I recognize that we’re in an overheated election-year environment right now, where economic data is routinely misused for political purposes, but the facts are what they are. I sincerely believe that we will not be able to address our economic challenges in a sensible and non-partisan manner if we can’t even be honest about the problem. I am not suggesting that we are about to head into another recession but I do believe there are red flags out there and we need to be cautious when planning future spending.
The latest round of tax increases has helped the income tax collections tick up, but baseline growth remains exceedingly low. Furthermore, our sales tax collections show historically low growth for this point of the economic cycle. This is not a surprise to those of us who spend our days breaking down state and national economic data. Maryland’s unemployment rate of seven percent remains historically high by our standards and our rate of private sector job growth remains firmly mired in the bottom tier among states. Furthermore, it is also vital that we keep in mind Maryland families are working harder than ever yet are taking home less money. Maryland now ranks 47th in average weekly earnings growth and 43rd in average hourly earnings growth, and we actually experienced declines in both categories this year.
Finally, while the national election has taken the spotlight off the issue, still unresolved is whether a budget compromise will be reached or whether automatic cuts in federal spending will take place early next year.
Maryland is uniquely positioned to suffer from the success or failure of the budget negotiations, whatever the case may be, due to our proximity to Washington and our extraordinary economic dependence on the federal government.
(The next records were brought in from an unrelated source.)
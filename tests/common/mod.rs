//! Shared helpers for integration tests

use async_trait::async_trait;
use chrono::{DateTime, Duration, TimeZone, Utc};
use global_search::search::{
    MemoryBackend, ModelDescriptor, RowData, SearchBackend, SearchRegistry, SearchResult,
    StoredRow,
};
use std::collections::HashMap;

pub const ARTICLE: u32 = 41;
pub const PRODUCT: u32 = 11;

pub fn stamp(offset_minutes: i64) -> DateTime<Utc> {
    Utc.with_ymd_and_hms(2025, 6, 1, 12, 0, 0).unwrap() + Duration::minutes(offset_minutes)
}

/// Two entities in two apps: articles capped at 2, products capped at 2
pub fn two_entity_registry() -> SearchRegistry {
    let mut registry = SearchRegistry::new();
    registry
        .register(
            ModelDescriptor::new(ARTICLE, "content", "article")
                .with_search_fields(&["title", "summary"])
                .with_display_field("title")
                .with_result_cap(2),
        )
        .unwrap();
    registry
        .register(
            ModelDescriptor::new(PRODUCT, "products", "product")
                .with_search_fields(&["name", "sku"])
                .with_display_field("name")
                .with_result_cap(2),
        )
        .unwrap();
    registry
}

/// Five articles and one product matching "shoe"
pub fn two_entity_backend() -> MemoryBackend {
    let backend = MemoryBackend::new();
    for i in 1..=5u64 {
        backend.insert_row(
            ARTICLE,
            StoredRow::new(i, stamp(i as i64))
                .with_field("title", &format!("Shoe review {i}"))
                .with_field("summary", "running shoes compared"),
        );
    }
    backend.insert_row(
        PRODUCT,
        StoredRow::new(1, stamp(0))
            .with_field("name", "Trail Running Shoe")
            .with_field("sku", "SHOE-001"),
    );
    backend
}

/// Delays configured entities before delegating to the inner store
pub struct DelayedBackend {
    inner: MemoryBackend,
    delays: HashMap<u32, std::time::Duration>,
}

impl DelayedBackend {
    pub fn new(inner: MemoryBackend) -> Self {
        Self {
            inner,
            delays: HashMap::new(),
        }
    }

    pub fn with_delay(mut self, content_type_id: u32, delay: std::time::Duration) -> Self {
        self.delays.insert(content_type_id, delay);
        self
    }
}

#[async_trait]
impl SearchBackend for DelayedBackend {
    async fn find_matching(
        &self,
        descriptor: &ModelDescriptor,
        pattern: &str,
        limit: usize,
    ) -> SearchResult<Vec<RowData>> {
        if let Some(delay) = self.delays.get(&descriptor.content_type_id) {
            tokio::time::sleep(*delay).await;
        }
        self.inner.find_matching(descriptor, pattern, limit).await
    }
}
Maryland ranks third out of 50 states and the District in percent of employees that either work directly for the government or for professional and business services that contract with the government.
Drastic cutbacks by the federal government will send a shockwave through our economy.
All of this, combined with the fact that families are paying more, out of pocket, for everything from gasoline and groceries to health care, presents compelling evidence that far too many Maryland consumers and small businesses are struggling just to make it, and that there are still considerable downside risks in our immediate economic future.
Accordingly, I believe it would be exceedingly premature, if not reckless, for our state leaders to make revenue and spending decisions with the assumption that we’re on the road to full economic recovery.
It is in that spirit that I will continue to urge the governor and the General Assembly to exercise appropriate restraint when it comes to new spending. And I will encourage agencies throughout state government to tighten their belts even further and deliver better taxpayer services at a lower cost.”